Life Expectancy: A Proxy for Quality of Medical Care?
International life expectancy figures were released yesterday, and today's papers are full of stories about how the U.S. is slipping in the "rankings." The Associated Press begins its coverage as follows:
Americans are living longer than ever, but not as long as people in 41 other countries.For decades, the United States has been slipping in international rankings of life expectancy, as other countries improve health care, nutrition and lifestyles. Countries that surpass the U.S. include Japan and most of Europe, as well as Jordan, Guam and the Cayman Islands.
"Something's wrong here when one of the richest countries in the world, the one that spends the most on health care, is not able to keep up with other countries," said Dr. Christopher Murray, head of the Institute for Health Metrics and Evaluation at the University of Washington.
These numbers will generally be used to bash America's health care industry, and to imply that we need to adopt socialized medicine. In fact, though, one would need a lot more information to tell how much, if anything, the life expectancy numbers have to do with quality of health care.

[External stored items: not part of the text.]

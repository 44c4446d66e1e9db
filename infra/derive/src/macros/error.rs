use fxhash::FxHashSet;
use proc_macro2::TokenStream;
use quote::{format_ident, quote};
use syn::{Attribute, Data, DeriveInput, Field, Fields, FieldsNamed, Ident, Type, Variant};

/// What the expansion needs to know about one variant.
struct ErrorVariant<'a> {
    ident: &'a Ident,
    source: Option<(&'a Ident, &'a Type)>,
    has_context: bool,
    cfg_attrs: Vec<Attribute>,
}

impl ErrorVariant<'_> {
    fn is_internal(&self) -> bool {
        self.ident == "Internal"
    }
}

pub fn expand(input: DeriveInput) -> TokenStream {
    let name = &input.ident;
    let ext_trait = format_ident!("{}Ext", name);

    let Data::Enum(data) = &input.data else {
        return quote! { compile_error!("strata_error can only be applied to enums"); };
    };

    let variants = match data.variants.iter().map(inspect_variant).collect::<Result<Vec<_>, _>>()
    {
        Ok(variants) => variants,
        Err(err) => return err,
    };

    if let Some(orphan) = variants.iter().find(|v| v.source.is_some() && !v.has_context) {
        return syn::Error::new_spanned(
            orphan.ident,
            "strata_error requires `context: Option<Cow<'static, str>>` next to a `source` field",
        )
        .to_compile_error();
    }

    let derives = missing_derives(&input);
    let context_trait = context_trait(name, &ext_trait, &variants);
    let source_impls = variants.iter().filter_map(|v| source_impls(name, &ext_trait, v));
    let internal_impls = internal_impls(name, &variants);

    quote! {
        #[allow(non_shorthand_field_patterns)]
        #derives
        #input

        #context_trait
        #(#source_impls)*
        #internal_impls

        #[allow(dead_code)]
        fn format_context(context: &Option<std::borrow::Cow<'static, str>>) -> std::borrow::Cow<'static, str> {
            context.as_ref().map_or(std::borrow::Cow::Borrowed(""), |c| std::borrow::Cow::Owned(format!(" ({c})")))
        }
    }
}

fn inspect_variant(variant: &Variant) -> Result<ErrorVariant<'_>, TokenStream> {
    let Fields::Named(fields) = &variant.fields else {
        return Err(syn::Error::new_spanned(
            variant,
            "strata_error variants must use named fields (`Variant { .. }`)",
        )
        .to_compile_error());
    };

    let has_context = context_field(fields)?.is_some();
    let source = source_field(fields).and_then(|f| f.ident.as_ref().map(|ident| (ident, &f.ty)));
    let cfg_attrs = variant.attrs.iter().filter(|a| a.path().is_ident("cfg")).cloned().collect();

    Ok(ErrorVariant { ident: &variant.ident, source, has_context, cfg_attrs })
}

fn context_field(fields: &FieldsNamed) -> Result<Option<&Field>, TokenStream> {
    let Some(field) = fields.named.iter().find(|f| f.ident.as_ref().is_some_and(|i| i == "context"))
    else {
        return Ok(None);
    };

    if is_option_cow_str(&field.ty) {
        Ok(Some(field))
    } else {
        Err(syn::Error::new_spanned(&field.ty, "context field must be Option<Cow<'static, str>>")
            .to_compile_error())
    }
}

fn source_field(fields: &FieldsNamed) -> Option<&Field> {
    fields.named.iter().find(|field| {
        field.ident.as_ref().is_some_and(|ident| ident == "source")
            || field.attrs.iter().any(|a| a.path().is_ident("source") || a.path().is_ident("from"))
    })
}

fn missing_derives(input: &DeriveInput) -> TokenStream {
    let present = derived_traits(input);
    let mut derives = Vec::new();
    if !present.contains("Debug") {
        derives.push(quote! { Debug });
    }
    if !present.contains("Error") {
        derives.push(quote! { ::thiserror::Error });
    }
    if derives.is_empty() { quote! {} } else { quote! { #[derive(#(#derives),*)] } }
}

fn context_trait(name: &Ident, ext_trait: &Ident, variants: &[ErrorVariant<'_>]) -> TokenStream {
    let arms = variants.iter().filter(|v| v.has_context).map(|v| {
        let cfg_attrs = &v.cfg_attrs;
        let ident = v.ident;
        quote! { #(#cfg_attrs)* #name::#ident { context: slot, .. } => *slot = Some(context.into()), }
    });

    quote! {
        pub trait #ext_trait<T> {
            fn context(self, context: impl Into<std::borrow::Cow<'static, str>>) -> Result<T, #name>;
        }

        #[automatically_derived]
        impl<T> #ext_trait<T> for Result<T, #name> {
            #[inline]
            fn context(self, context: impl Into<std::borrow::Cow<'static, str>>) -> Self {
                self.map_err(|mut err| {
                    match &mut err {
                        #( #arms )*
                        _ => {}
                    }
                    err
                })
            }
        }
    }
}

fn source_impls(name: &Ident, ext_trait: &Ident, v: &ErrorVariant<'_>) -> Option<TokenStream> {
    if v.is_internal() {
        return None;
    }
    let (field, ty) = v.source?;
    let ident = v.ident;
    let cfg_attrs = &v.cfg_attrs;

    Some(quote! {
        #(#cfg_attrs)*
        #[automatically_derived]
        impl From<#ty> for #name {
            #[inline]
            fn from(#field: #ty) -> Self { Self::#ident { #field, context: None } }
        }

        #(#cfg_attrs)*
        impl<T> #ext_trait<T> for std::result::Result<T, #ty> {
            #[inline]
            fn context(self, context: impl Into<std::borrow::Cow<'static, str>>) -> std::result::Result<T, #name> {
                self.map_err(|#field| #name::#ident { #field, context: Some(context.into()) })
            }
        }
    })
}

fn internal_impls(name: &Ident, variants: &[ErrorVariant<'_>]) -> TokenStream {
    let Some(internal) = variants.iter().find(|v| v.is_internal()) else {
        return quote! {};
    };
    let cfg_attrs = &internal.cfg_attrs;

    quote! {
        #(#cfg_attrs)*
        impl From<&'static str> for #name {
            #[inline]
            fn from(s: &'static str) -> Self { Self::Internal { message: std::borrow::Cow::Borrowed(s), context: None } }
        }
        #(#cfg_attrs)*
        impl From<String> for #name {
            #[inline]
            fn from(s: String) -> Self { Self::Internal { message: std::borrow::Cow::Owned(s), context: None } }
        }
    }
}

fn derived_traits(input: &DeriveInput) -> FxHashSet<String> {
    let mut traits = FxHashSet::default();
    for attr in input.attrs.iter().filter(|a| a.path().is_ident("derive")) {
        let _ = attr.parse_nested_meta(|meta| {
            if let Some(last) = meta.path.segments.last() {
                traits.insert(last.ident.to_string());
            }
            Ok(())
        });
    }
    traits
}

/// Matches `Option<Cow<'static, str>>` regardless of path prefixes.
fn is_option_cow_str(ty: &Type) -> bool {
    let Some(option) = last_segment(ty).filter(|seg| seg.ident == "Option") else {
        return false;
    };
    let Some(cow) = first_type_arg(&option.arguments).and_then(last_segment) else {
        return false;
    };
    if cow.ident != "Cow" {
        return false;
    }
    let syn::PathArguments::AngleBracketed(args) = &cow.arguments else {
        return false;
    };
    let mut args = args.args.iter();
    let static_lifetime =
        matches!(args.next(), Some(syn::GenericArgument::Lifetime(lt)) if lt.ident == "static");
    let str_type = matches!(
        args.next(),
        Some(syn::GenericArgument::Type(inner)) if last_segment(inner).is_some_and(|s| s.ident == "str")
    );
    static_lifetime && str_type
}

fn last_segment(ty: &Type) -> Option<&syn::PathSegment> {
    let Type::Path(path) = ty else {
        return None;
    };
    path.path.segments.last()
}

fn first_type_arg(args: &syn::PathArguments) -> Option<&Type> {
    let syn::PathArguments::AngleBracketed(args) = args else {
        return None;
    };
    match args.args.first() {
        Some(syn::GenericArgument::Type(ty)) => Some(ty),
        _ => None,
    }
}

The deaths that impact life expectancy data the most are those of young people. But what are the leading causes of such deaths? In the U.S., as of 1996, motor vehicle accidents, murder and suicide accounted for well over half of all deaths of persons aged 15 to 24. Rates of death from these causes vary widely from country to country, for reasons having nothing to do with the quality of health care. The murder rate in the U.S. is much higher than in most of Western Europe and many other countries. I haven't seen current data, but in 1980, American males between the ages of 15 and 24 died in car accidents at almost exactly the same rate as in France and Germany, but at double the rate in the U.K., and triple the rate in Japan. AIDS is another common cause of death in young people which varies widely from country to country, and which no amount of health care can cure.
The infant mortality statistics are likewise misleading. The leading cause of infant mortality in the U.S., according to the C.D.C., is "congenital malformations, deformations and chromosomal abnormalities." I know of no evidence that American doctors are less well able to treat those conditions than physicians in other countries. Given the widespread availability of abortion in most developed countries, however, a considerable number of babies who are known or suspected to suffer from such abnormalities are now aborted. If they are aborted, they do not contribute to a country's infant mortality statistics; if they are born alive and subsequently die, they do.
Likewise, the second leading cause of infant mortality in the U.S. is "disorders related to short gestation and low birth weight." As we all know from reading the newspapers, doctors and hospitals are now able to deliver, and try to save, babies with an astonishingly low birth weight. But not all of those babies survive. In most of the world, extremely premature babies are not recorded as live births, and therefore do not contribute to the infant mortality rate.
It would no doubt be possible to devise studies that would try to measure the impact of the quality of health care on life expectancy. Most likely, such studies have been attempted. But to simply take reported life expectancy statistics and assume that they are an index of the quality of a country's health care system is absurd.